Stored items:
________________
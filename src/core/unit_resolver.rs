use tracing::debug;

use crate::core::axis::MapAxis;
use crate::core::crs::DEGREE_UNIT;
use crate::core::units::{BarOrientation, LengthUnit, PassThrough, Projection};
use crate::diagnostics::{Diagnostics, ScaleBarWarning};
use crate::error::ScaleBarResult;

pub const POINTS_PER_INCH: f64 = 72.0;

/// Ranges above this many meters are relabeled in kilometers.
const METERS_UPGRADE_THRESHOLD: f64 = 1000.0 * 5.0;
/// Ranges above this many feet are relabeled in miles.
const FEET_UPGRADE_THRESHOLD: f64 = 5280.0 * 5.0;

/// Axis extent expressed in the unit the bar will be labeled in.
#[derive(Debug, Clone, PartialEq)]
pub struct AxisMeasure {
    pub axis_inches: f64,
    pub axis_range: f64,
    pub units_label: String,
    pub pass_through: Option<PassThrough>,
}

/// Resolves the axis length in inches and in real-world units.
///
/// Returns `Ok(None)` when the CRS unit cannot be mapped to a length unit: the
/// caller must draw nothing. Unparseable CRS identifiers are errors.
pub fn resolve_axis_units<A: MapAxis + ?Sized>(
    axis: &A,
    orientation: BarOrientation,
    projection: &Projection,
    requested_unit: Option<&str>,
    diagnostics: &mut Diagnostics,
) -> ScaleBarResult<Option<AxisMeasure>> {
    let (width_in, height_in) = axis.size_inches();
    let (axis_inches, (min_lim, max_lim)) = match orientation {
        BarOrientation::Horizontal => (width_in, axis.x_limits()),
        BarOrientation::Vertical => (height_in, axis.y_limits()),
    };
    let axis_range = (max_lim - min_lim).abs();

    let crs = match projection {
        Projection::PassThrough(mode) => {
            if requested_unit.is_some() {
                diagnostics.warn(ScaleBarWarning::UnitIgnoredForPassThrough {
                    projection: mode.name().to_owned(),
                });
            }
            let axis_range = match mode {
                PassThrough::Pixels => axis_inches * axis.dpi(),
                PassThrough::Points => axis_inches * POINTS_PER_INCH,
                PassThrough::Axis => axis_range,
            };
            return Ok(Some(AxisMeasure {
                axis_inches,
                axis_range,
                units_label: String::new(),
                pass_through: Some(*mode),
            }));
        }
        Projection::Crs(crs) => crs,
    };

    let native_name = axis.axis_unit_name(crs, orientation.axis_index())?;
    let (native, ground_range) = if native_name == DEGREE_UNIT {
        diagnostics.warn(ScaleBarWarning::DegreeCrs { crs: crs.clone() });
        (LengthUnit::Meter, degree_range_in_meters(axis, orientation))
    } else {
        match LengthUnit::standardize(&native_name) {
            Some(unit) => (unit, axis_range),
            None => {
                diagnostics.warn(ScaleBarWarning::UnsupportedCrsUnit { unit: native_name });
                return Ok(None);
            }
        }
    };

    let requested = requested_unit.and_then(|name| {
        let unit = LengthUnit::standardize(name);
        if unit.is_none() {
            diagnostics.warn(ScaleBarWarning::UnsupportedRequestedUnit {
                unit: name.to_owned(),
            });
        }
        unit
    });

    let (axis_range, unit) = match requested {
        None => auto_upgrade(native, ground_range),
        Some(user) if user != native => (ground_range * native.ratio_to(user), user),
        Some(user) => (ground_range, user),
    };
    debug!(
        crs = crs.as_str(),
        native = native.label(),
        resolved = unit.label(),
        axis_inches,
        axis_range,
        "resolved axis units"
    );

    Ok(Some(AxisMeasure {
        axis_inches,
        axis_range,
        units_label: unit.label().to_owned(),
        pass_through: None,
    }))
}

fn auto_upgrade(native: LengthUnit, range: f64) -> (f64, LengthUnit) {
    match native {
        LengthUnit::Meter if range > METERS_UPGRADE_THRESHOLD => {
            (range / 1000.0, LengthUnit::Kilometer)
        }
        LengthUnit::Foot if range > FEET_UPGRADE_THRESHOLD => (range / 5280.0, LengthUnit::Mile),
        _ => (range, native),
    }
}

/// Ground distance spanned by a geographic axis, holding the other coordinate at its midpoint.
fn degree_range_in_meters<A: MapAxis + ?Sized>(axis: &A, orientation: BarOrientation) -> f64 {
    let (x_min, x_max) = axis.x_limits();
    let (y_min, y_max) = axis.y_limits();
    match orientation {
        BarOrientation::Vertical => {
            let lon = (x_min + x_max) / 2.0;
            axis.great_circle_distance((lon, y_min), (lon, y_max))
        }
        BarOrientation::Horizontal => {
            let lat = (y_min + y_max) / 2.0;
            axis.great_circle_distance((x_min, lat), (x_max, lat))
        }
    }
}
________________
- **Task description**
Output every entry shown above, exactly.

- **Your solution**
filename src/core/unit_resolver.rs
use tracing::debug;

use crate::core::axis::MapAxis;
use crate::core::crs::DEGREE_UNIT;
use crate::core::units::{BarOrientation, LengthUnit, PassThrough, Projection};
use crate::diagnostics::{Diagnostics, ScaleBarWarning};
use crate::error::ScaleBarResult;

pub const POINTS_PER_INCH: f64 = 72.0;

/// Ranges above this many meters are relabeled in kilometers.
const METERS_UPGRADE_THRESHOLD: f64 = 1000.0 * 5.0;
/// Ranges above this many feet are relabeled in miles.
const FEET_UPGRADE_THRESHOLD: f64 = 5280.0 * 5.0;

/// Axis extent expressed in the unit the bar will be labeled in.
#[derive(Debug, Clone, PartialEq)]
pub struct AxisMeasure {
    pub axis_inches: f64,
    pub axis_range: f64,
    pub units_label: String,
    pub pass_through: Option<PassThrough>,
}

/// Resolves the axis length in inches and in real-world units.
///
/// Returns `Ok(None)` when the CRS unit cannot be mapped to a length unit: the
/// caller must draw nothing. Unparseable CRS identifiers are errors.
pub fn resolve_axis_units<A: MapAxis + ?Sized>(
    axis: &A,
    orientation: BarOrientation,
    projection: &Projection,
    requested_unit: Option<&str>,
    diagnostics: &mut Diagnostics,
) -> ScaleBarResult<Option<AxisMeasure>> {
    let (width_in, height_in) = axis.size_inches();
    let (axis_inches, (min_lim, max_lim)) = match orientation {
        BarOrientation::Horizontal => (width_in, axis.x_limits()),
        BarOrientation::Vertical => (height_in, axis.y_limits()),
    };
    let axis_range = (max_lim - min_lim).abs();

    let crs = match projection {
        Projection::PassThrough(mode) => {
            if requested_unit.is_some() {
                diagnostics.warn(ScaleBarWarning::UnitIgnoredForPassThrough {
                    projection: mode.name().to_owned(),
                });
            }
            let axis_range = match mode {
                PassThrough::Pixels => axis_inches * axis.dpi(),
                PassThrough::Points => axis_inches * POINTS_PER_INCH,
                PassThrough::Axis => axis_range,
            };
            return Ok(Some(AxisMeasure {
                axis_inches,
                axis_range,
                units_label: String::new(),
                pass_through: Some(*mode),
            }));
        }
        Projection::Crs(crs) => crs,
    };

    let native_name = axis.axis_unit_name(crs, orientation.axis_index())?;
    let (native, ground_range) = if native_name == DEGREE_UNIT {
        diagnostics.warn(ScaleBarWarning::DegreeCrs { crs: crs.clone() });
        (LengthUnit::Meter, degree_range_in_meters(axis, orientation))
    } else {
        match LengthUnit::standardize(&native_name) {
            Some(unit) => (unit, axis_range),
            None => {
                diagnostics.warn(ScaleBarWarning::UnsupportedCrsUnit { unit: native_name });
                return Ok(None);
            }
        }
    };

    let requested = requested_unit.and_then(|name| {
        let unit = LengthUnit::standardize(name);
        if unit.is_none() {
            diagnostics.warn(ScaleBarWarning::UnsupportedRequestedUnit {
                unit: name.to_owned(),
            });
        }
        unit
    });

    let (axis_range, unit) = match requested {
        None => auto_upgrade(native, ground_range),
        Some(user) if user != native => (ground_range * native.ratio_to(user), user),
        Some(user) => (ground_range, user),
    };
    debug!(
        crs = crs.as_str(),
        native = native.label(),
        resolved = unit.label(),
        axis_inches,
        axis_range,
        "resolved axis units"
    );

    Ok(Some(AxisMeasure {
        axis_inches,
        axis_range,
        units_label: unit.label().to_owned(),
        pass_through: None,
    }))
}

fn auto_upgrade(native: LengthUnit, range: f64) -> (f64, LengthUnit) {
    match native {
        LengthUnit::Meter if range > METERS_UPGRADE_THRESHOLD => {
            (range / 1000.0, LengthUnit::Kilometer)
        }
        LengthUnit::Foot if range > FEET_UPGRADE_THRESHOLD => (range / 5280.0, LengthUnit::Mile),
        _ => (range, native),
    }
}

/// Ground distance spanned by a geographic axis, holding the other coordinate at its midpoint.
fn degree_range_in_meters<A: MapAxis + ?Sized>(axis: &A, orientation: BarOrientation) -> f64 {
    let (x_min, x_max) = axis.x_limits();
    let (y_min, y_max) = axis.y_limits();
    match orientation {
        BarOrientation::Vertical => {
            let lon = (x_min + x_max) / 2.0;
            axis.great_circle_distance((lon, y_min), (lon, y_max))
        }
        BarOrientation::Horizontal => {
            let lat = (y_min + y_max) / 2.0;
            axis.great_circle_distance((x_min, lat), (x_max, lat))
        }
    }
}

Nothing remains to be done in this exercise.